// packages/proxy/src/routing/region.rs
//! Region profiles and resolved server targets
//!
//! A region profile is loaded once from configuration and never changes for
//! the lifetime of the process. It names the hostnames the game client looks
//! up, the local address those names are redirected to, and one local
//! listener port per logical server id.

use serde::{Deserialize, Serialize};
use std::collections::BTreeMap;
use std::fmt;

/// Live endpoint of one game server
#[derive(Debug, Clone, PartialEq, Eq, Hash, Serialize, Deserialize)]
pub struct ServerTarget {
    pub ip: String,
    pub port: u16,
}

impl ServerTarget {
    pub fn new(ip: impl Into<String>, port: u16) -> Self {
        Self {
            ip: ip.into(),
            port,
        }
    }
}

impl fmt::Display for ServerTarget {
    fn fmt(&self, f: &mut fmt::Formatter<'_>) -> fmt::Result {
        write!(f, "{}:{}", self.ip, self.port)
    }
}

/// Logical server id → resolved target
pub type TargetMap = BTreeMap<String, ServerTarget>;

/// Local listener definition for one logical server id
#[derive(Debug, Clone, PartialEq, Eq, Serialize, Deserialize)]
pub struct ServerSpec {
    /// Local port the proxy listens on
    pub port: u16,

    /// Local bind address (defaults to 127.0.0.1)
    #[serde(default)]
    pub ip: Option<String>,

    /// Static upstream, required in direct mode
    #[serde(default)]
    pub remote: Option<ServerTarget>,
}

impl ServerSpec {
    pub const DEFAULT_BIND_IP: &'static str = "127.0.0.1";

    /// Address the listener binds to
    pub fn bind_addr(&self) -> String {
        format!(
            "{}:{}",
            self.ip.as_deref().unwrap_or(Self::DEFAULT_BIND_IP),
            self.port
        )
    }
}

/// Immutable per-region routing profile
#[derive(Debug, Clone, PartialEq, Eq, Serialize, Deserialize)]
pub struct RegionProfile {
    /// Address the redirected hostnames resolve to
    pub listen_hostname: String,

    /// Primary hostname of the server list
    pub hostname: String,

    /// Additional hostnames that must be redirected as well
    #[serde(default)]
    pub alt_hostnames: Vec<String>,

    /// Direct/console mode: static targets, no host redirection
    #[serde(default)]
    pub console: bool,

    /// Classic game client
    #[serde(default)]
    pub classic: bool,

    /// Server list URL used in normal mode
    #[serde(default)]
    pub directory_url: Option<String>,

    /// Port the rewritten server list is served on
    #[serde(default = "default_directory_port")]
    pub directory_port: u16,

    /// Logical server id → local listener
    #[serde(default)]
    pub custom_servers: BTreeMap<String, ServerSpec>,
}

fn default_directory_port() -> u16 {
    80
}

impl RegionProfile {
    /// Direct mode skips the directory lookup and host redirection entirely
    pub fn is_direct(&self) -> bool {
        self.console
    }

    /// All hostnames that get redirected, primary first
    pub fn hostnames(&self) -> Vec<String> {
        std::iter::once(self.hostname.clone())
            .chain(self.alt_hostnames.iter().cloned())
            .collect()
    }

    /// Targets configured statically for direct mode
    pub fn static_targets(&self) -> TargetMap {
        self.custom_servers
            .iter()
            .filter_map(|(id, spec)| spec.remote.clone().map(|target| (id.clone(), target)))
            .collect()
    }
}

/// Short region code passed to protocol engine and startup modules
pub fn region_short_code(region: &str) -> String {
    region
        .to_lowercase()
        .split('-')
        .next()
        .unwrap_or_default()
        .to_string()
}

#[cfg(test)]
mod tests {
    use super::*;

    fn profile() -> RegionProfile {
        let mut custom_servers = BTreeMap::new();
        custom_servers.insert(
            "1".to_string(),
            ServerSpec {
                port: 9250,
                ip: None,
                remote: Some(ServerTarget::new("10.0.0.1", 7801)),
            },
        );
        custom_servers.insert(
            "2".to_string(),
            ServerSpec {
                port: 9251,
                ip: Some("127.0.0.2".to_string()),
                remote: None,
            },
        );

        RegionProfile {
            listen_hostname: "127.0.0.2".to_string(),
            hostname: "sls.example.com".to_string(),
            alt_hostnames: vec!["sls2.example.com".to_string()],
            console: false,
            classic: false,
            directory_url: None,
            directory_port: 80,
            custom_servers,
        }
    }

    #[test]
    fn test_region_short_code() {
        assert_eq!(region_short_code("EU"), "eu");
        assert_eq!(region_short_code("NA-CLASSIC"), "na");
        assert_eq!(region_short_code(""), "");
    }

    #[test]
    fn test_hostnames_primary_first() {
        assert_eq!(
            profile().hostnames(),
            vec!["sls.example.com".to_string(), "sls2.example.com".to_string()]
        );
    }

    #[test]
    fn test_bind_addr_defaults_to_loopback() {
        let p = profile();
        assert_eq!(p.custom_servers["1"].bind_addr(), "127.0.0.1:9250");
        assert_eq!(p.custom_servers["2"].bind_addr(), "127.0.0.2:9251");
    }

    #[test]
    fn test_static_targets_skip_missing_remote() {
        let targets = profile().static_targets();
        assert_eq!(targets.len(), 1);
        assert_eq!(targets["1"], ServerTarget::new("10.0.0.1", 7801));
    }

    #[test]
    fn test_deserialize_profile() {
        let json = serde_json::json!({
            "listen_hostname": "127.0.0.2",
            "hostname": "sls.example.com",
            "custom_servers": { "5": { "port": 9300 } }
        });
        let p: RegionProfile = serde_json::from_value(json).unwrap();
        assert!(!p.is_direct());
        assert_eq!(p.directory_port, 80);
        assert_eq!(p.custom_servers["5"].port, 9300);
    }
}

..........

From the first line of the data above through the line containing "logical server id.", repeat each line exactly, and add nothing.

// packages/proxy/src/routing/region.rs
//! Region profiles and resolved server targets
//!
//! A region profile is loaded once from configuration and never changes for
//! the lifetime of the process. It names the hostnames the game client looks
//! up, the local address those names are redirected to, and one local
//! listener port per logical server id.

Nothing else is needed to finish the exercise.